Zudem verkauft die griechische Regierung nun auch Staatspapiere mit extrem kurzer Laufzeit von sechs Monaten an private Investoren. In der vergangenen Woche konnte sie an den Finanzmärkten über eine Milliarde Euro einnehmen und damit die fällige Rückzahlung an den IWF finanzieren. Die Zinsen für die Anleihen belaufen sich jedoch auf rund drei Prozent – für portugiesische Papiere mit einer Laufzeit von zehn Jahren betragen sie gerade einmal die Hälfte. Vermutlich wird die Regierung von Tsipras auf diese Weise auch versuchen, die Mittel für die nächsten Rückzahlungen aufzutreiben. Darin offenbart sich auch der Irrsinn der derzeitigen Krise: Griechenland nimmt teure Kredite auf, um Schulden zu tilgen, die es früher zu günstigen Bedingungen von internationalen Institutionen wie dem IWF ­erhalten hatte. Mit jeder erfolgreichen Rückzahlung rückt Griechenland einen Schritt näher an den wirtschaftlichen Abgrund, die griechischen Staatsschulden steigen unaufhörlich.
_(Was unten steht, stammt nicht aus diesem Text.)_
//! Material property providers.

mod simple_gas;

pub use simple_gas::{GasProperties, GasSpecies, SimpleGasConfig, SimpleGasProperties};
//! Integrated boundary conditions.
//!
//! Boundary conditions implement [`Kernel`](crate::term::Kernel); the
//! host evaluates them at boundary quadrature points with the outward
//! normal set in the context.

mod advective;
mod flux;

pub use advective::{
    AdvectiveBoundary, AdvectiveFluxBCConfig, FirstOrderRecycleBCConfig, InletValue,
    StepwiseInletBCConfig,
};
pub use flux::{
    BoundaryFlux, ConstantFluxBCConfig, CoupledFluxBCConfig, HeatTransferBC, HeatTransferBCConfig,
};
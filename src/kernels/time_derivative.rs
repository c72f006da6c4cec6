//! Time-derivative (accumulation) kernels.
//!
//! All variants share one form:
//!
//! R = c · Π fᵢ · ẇ · ψ
//!
//! where c is a constant, fᵢ are coupled factors (porosity, density, heat
//! capacity, ...), and w is either the primary field or another coupled
//! field.

use log::debug;
use serde::{Deserialize, Serialize};

use crate::error::Result;
use crate::params::{self, collect_coupled, product, product_derivative, Coupled, CoupledInput, FieldRegistry};
use crate::term::{Kernel, QpContext};
use crate::types::FieldId;

/// `CoefTimeDerivative`: R = c·u̇·ψ
#[derive(Clone, Debug, Serialize, Deserialize)]
#[serde(deny_unknown_fields)]
pub struct CoefTimeDerivativeConfig {
    pub variable: String,
    #[serde(default = "params::one_f64")]
    pub coefficient: f64,
}

/// `VariableCoefTimeDerivative`: R = c(x)·u̇·ψ
#[derive(Clone, Debug, Serialize, Deserialize)]
#[serde(deny_unknown_fields)]
pub struct VariableCoefTimeDerivativeConfig {
    pub variable: String,
    #[serde(default = "params::one")]
    pub coupled_coef: CoupledInput,
}

/// `CoupledCoefTimeDerivative`: R = c·v̇·ψ
#[derive(Clone, Debug, Serialize, Deserialize)]
#[serde(deny_unknown_fields)]
pub struct CoupledCoefTimeDerivativeConfig {
    pub variable: String,
    /// Field whose time derivative is taken
    pub coupled: String,
    #[serde(default = "params::one_f64")]
    pub coefficient: f64,
}

/// `PorousTimeDerivative`: R = ε·u̇·ψ
#[derive(Clone, Debug, Serialize, Deserialize)]
#[serde(deny_unknown_fields)]
pub struct PorousTimeDerivativeConfig {
    pub variable: String,
    #[serde(default = "params::one")]
    pub porosity: CoupledInput,
}

/// `PhaseEnergyTimeDerivative`: R = ε·ρ·cp·Ṫ·ψ
#[derive(Clone, Debug, Serialize, Deserialize)]
#[serde(deny_unknown_fields)]
pub struct PhaseEnergyTimeDerivativeConfig {
    pub variable: String,
    #[serde(default = "params::one")]
    pub volume_frac: CoupledInput,
    #[serde(default = "params::one")]
    pub density: CoupledInput,
    #[serde(default = "params::one")]
    pub specific_heat: CoupledInput,
}

/// Product-coefficient time derivative.
#[derive(Clone, Debug)]
pub struct ProductTimeDerivative {
    name: &'static str,
    variable: FieldId,
    target: FieldId,
    coefficient: f64,
    factors: Vec<Coupled>,
}

impl ProductTimeDerivative {
    /// Build directly from resolved parts.
    pub fn from_parts(
        name: &'static str,
        variable: FieldId,
        target: FieldId,
        coefficient: f64,
        factors: Vec<Coupled>,
    ) -> Self {
        debug!("{name}: variable {variable}, d/dt of {target}, {} factors", factors.len());
        Self {
            name,
            variable,
            target,
            coefficient,
            factors,
        }
    }

    pub fn coef(config: CoefTimeDerivativeConfig, registry: &FieldRegistry) -> Result<Self> {
        const NAME: &str = "CoefTimeDerivative";
        let u = registry.resolve_field(NAME, &config.variable)?;
        Ok(Self::from_parts(NAME, u, u, config.coefficient, Vec::new()))
    }

    pub fn variable_coef(config: VariableCoefTimeDerivativeConfig, registry: &FieldRegistry) -> Result<Self> {
        const NAME: &str = "VariableCoefTimeDerivative";
        let u = registry.resolve_field(NAME, &config.variable)?;
        let c = registry.resolve(NAME, &config.coupled_coef)?;
        Ok(Self::from_parts(NAME, u, u, 1.0, vec![c]))
    }

    pub fn coupled_coef(config: CoupledCoefTimeDerivativeConfig, registry: &FieldRegistry) -> Result<Self> {
        const NAME: &str = "CoupledCoefTimeDerivative";
        let u = registry.resolve_field(NAME, &config.variable)?;
        let v = registry.resolve_field(NAME, &config.coupled)?;
        Ok(Self::from_parts(NAME, u, v, config.coefficient, Vec::new()))
    }

    pub fn porous(config: PorousTimeDerivativeConfig, registry: &FieldRegistry) -> Result<Self> {
        const NAME: &str = "PorousTimeDerivative";
        let u = registry.resolve_field(NAME, &config.variable)?;
        let eps = registry.resolve(NAME, &config.porosity)?;
        Ok(Self::from_parts(NAME, u, u, 1.0, vec![eps]))
    }

    pub fn phase_energy(config: PhaseEnergyTimeDerivativeConfig, registry: &FieldRegistry) -> Result<Self> {
        const NAME: &str = "PhaseEnergyTimeDerivative";
        let u = registry.resolve_field(NAME, &config.variable)?;
        let factors = vec![
            registry.resolve(NAME, &config.volume_frac)?,
            registry.resolve(NAME, &config.density)?,
            registry.resolve(NAME, &config.specific_heat)?,
        ];
        Ok(Self::from_parts(NAME, u, u, 1.0, factors))
    }

    fn derivative(&self, ctx: &QpContext, wrt: FieldId) -> f64 {
        let w_dot = ctx.fields[self.target].dot;
        let mut d = self.coefficient * product_derivative(&self.factors, ctx, wrt) * ctx.phi * w_dot;
        if wrt == self.target {
            d += self.coefficient * product(&self.factors, ctx) * ctx.phi * ctx.du_dot_du;
        }
        d * ctx.test
    }
}

impl Kernel for ProductTimeDerivative {
    fn name(&self) -> &'static str {
        self.name
    }

    fn variable(&self) -> FieldId {
        self.variable
    }

    fn compute_qp_residual(&self, ctx: &QpContext) -> f64 {
        self.coefficient * product(&self.factors, ctx) * ctx.fields[self.target].dot * ctx.test
    }

    fn compute_qp_jacobian(&self, ctx: &QpContext) -> f64 {
        self.derivative(ctx, self.variable)
    }

    fn compute_qp_off_diag_jacobian(&self, ctx: &QpContext, jvar: FieldId) -> f64 {
        self.derivative(ctx, jvar)
    }

    fn coupled_fields(&self) -> Vec<FieldId> {
        let target = Coupled::Field(self.target);
        collect_coupled(self.variable, self.factors.iter().chain(std::iter::once(&target)))
    }
}

#[cfg(test)]
mod tests {
    use super::*;
    use crate::kernels::testing::{assert_jacobian, qp};
    use crate::term::FieldValue;

    const TOL: f64 = 1e-12;

    #[test]
    fn test_coef_time_derivative() {
        let reg = FieldRegistry::with_fields(["u"]);
        let k = ProductTimeDerivative::coef(
            CoefTimeDerivativeConfig {
                variable: "u".into(),
                coefficient: 3.0,
            },
            &reg,
        )
        .unwrap();
        let fields = [FieldValue::new(1.0).with_dot(2.0)];
        let ctx = qp(&fields);
        assert!((k.compute_qp_residual(&ctx) - 3.0 * 2.0 * ctx.test).abs() < TOL);
        assert!((k.compute_qp_jacobian(&ctx) - 3.0 * ctx.phi * ctx.du_dot_du * ctx.test).abs() < TOL);
        assert_jacobian(&k, &ctx);
    }

    #[test]
    fn test_coupled_coef_has_no_diagonal() {
        let reg = FieldRegistry::with_fields(["u", "v"]);
        let k = ProductTimeDerivative::coupled_coef(
            CoupledCoefTimeDerivativeConfig {
                variable: "u".into(),
                coupled: "v".into(),
                coefficient: 2.0,
            },
            &reg,
        )
        .unwrap();
        let fields = [FieldValue::new(1.0).with_dot(5.0), FieldValue::new(2.0).with_dot(0.5)];
        let ctx = qp(&fields);
        assert_eq!(k.compute_qp_jacobian(&ctx), 0.0);
        assert_eq!(k.coupled_fields(), vec![FieldId::new(1)]);
        assert_jacobian(&k, &ctx);
    }

    #[test]
    fn test_phase_energy_jacobian() {
        let reg = FieldRegistry::with_fields(["T", "eps", "rho", "cp"]);
        let k = ProductTimeDerivative::phase_energy(
            PhaseEnergyTimeDerivativeConfig {
                variable: "T".into(),
                volume_frac: "eps".into(),
                density: "rho".into(),
                specific_heat: "cp".into(),
            },
            &reg,
        )
        .unwrap();
        let fields = [
            FieldValue::new(400.0).with_dot(1.5),
            FieldValue::new(0.4),
            FieldValue::new(1.2),
            FieldValue::new(1000.0),
        ];
        let ctx = qp(&fields);
        assert_jacobian(&k, &ctx);
        assert_eq!(k.coupled_fields().len(), 3);
    }

    #[test]
    fn test_variable_and_porous() {
        let reg = FieldRegistry::with_fields(["u", "c"]);
        let fields = [FieldValue::new(2.0).with_dot(-1.0), FieldValue::new(0.3)];
        let ctx = qp(&fields);

        let k = ProductTimeDerivative::variable_coef(
            VariableCoefTimeDerivativeConfig {
                variable: "u".into(),
                coupled_coef: "c".into(),
            },
            &reg,
        )
        .unwrap();
        assert_jacobian(&k, &ctx);

        let k = ProductTimeDerivative::porous(
            PorousTimeDerivativeConfig {
                variable: "u".into(),
                porosity: CoupledInput::Constant(0.5),
            },
            &reg,
        )
        .unwrap();
        assert!((k.compute_qp_residual(&ctx) + 0.5 * ctx.test).abs() < TOL);
        assert!(k.coupled_fields().is_empty());
    }
}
Mittlerweile liegen sie bei 331 Milliarden Euro, das entspricht rund 180 Prozent des Staatshaushalts.
Fatal wirkt sich dieser Umstand auf die griechische Wirtschaft aus. Noch Ende vergangenen Jahres erreichte Griechenland einen primären Haushaltsüberschuss und nahm wieder mehr Geld ein, als es für seine Ausgaben benötigte, wenn man vom Schuldendienst absieht. Nach sechs Jahren Rezession wurde wieder ein bescheidenes Wirtschaftswachstum erzielt. Seit einigen Monaten ist es nun auch damit vorbei. Für die ersten drei Monate des Jahres wird ein Haushaltsdefizit von zwei Milliarden Euro erwartet. Die Steuereinnahmen gehen ebenso zurück wie die Exporte, die Industrieproduktion sinkt ebenfalls. Dafür steigt die Arbeitslosigkeit und die Banken klagen, dass die Zahl der ungedeckter Kredite wieder zunimmt. »Egal, wo man hinschaut: Die griechische Wirtschaft wird ge­rade stranguliert«, kommentierte jüngst die Zeit.
Wer will schließlich in einem Land investieren, dessen ökonomische Zukunft völlig ungewiss ist? Selbst die seltenen positiven Nachrichten stimmen wenig optimistisch. Die Menge des ins Ausland transferierten Geldes nahm in den vergangenen Wochen wieder ab, nachdem monatelang zweistellige Milliardenbeträge von griechischen Banken abgezogen worden waren. Doch dieser Rückgang könnte auch einfach daran liegen, dass die meisten variablen Vermögenswerte mittlerweile auf Konten jenseits der Grenze liegen – wer kann, hat sich schon längst davon gemacht.
Ohne weitere Kredite hat Griechenland daher keine Chance, auch nur die nächsten Monate zu überstehen. Über ein mögliches drittes Hilfspaket in Höhe von 50 Milliarden Euro wird zwar mittlerweile schon offen spekuliert. Voraussetzung dafür wäre aber, dass die Verhandlungen über das zweite Hilfspaket, die kommende Woche stattfinden sollen, erfolgreich abgeschlossen werden. Und dafür spricht derzeit nicht viel.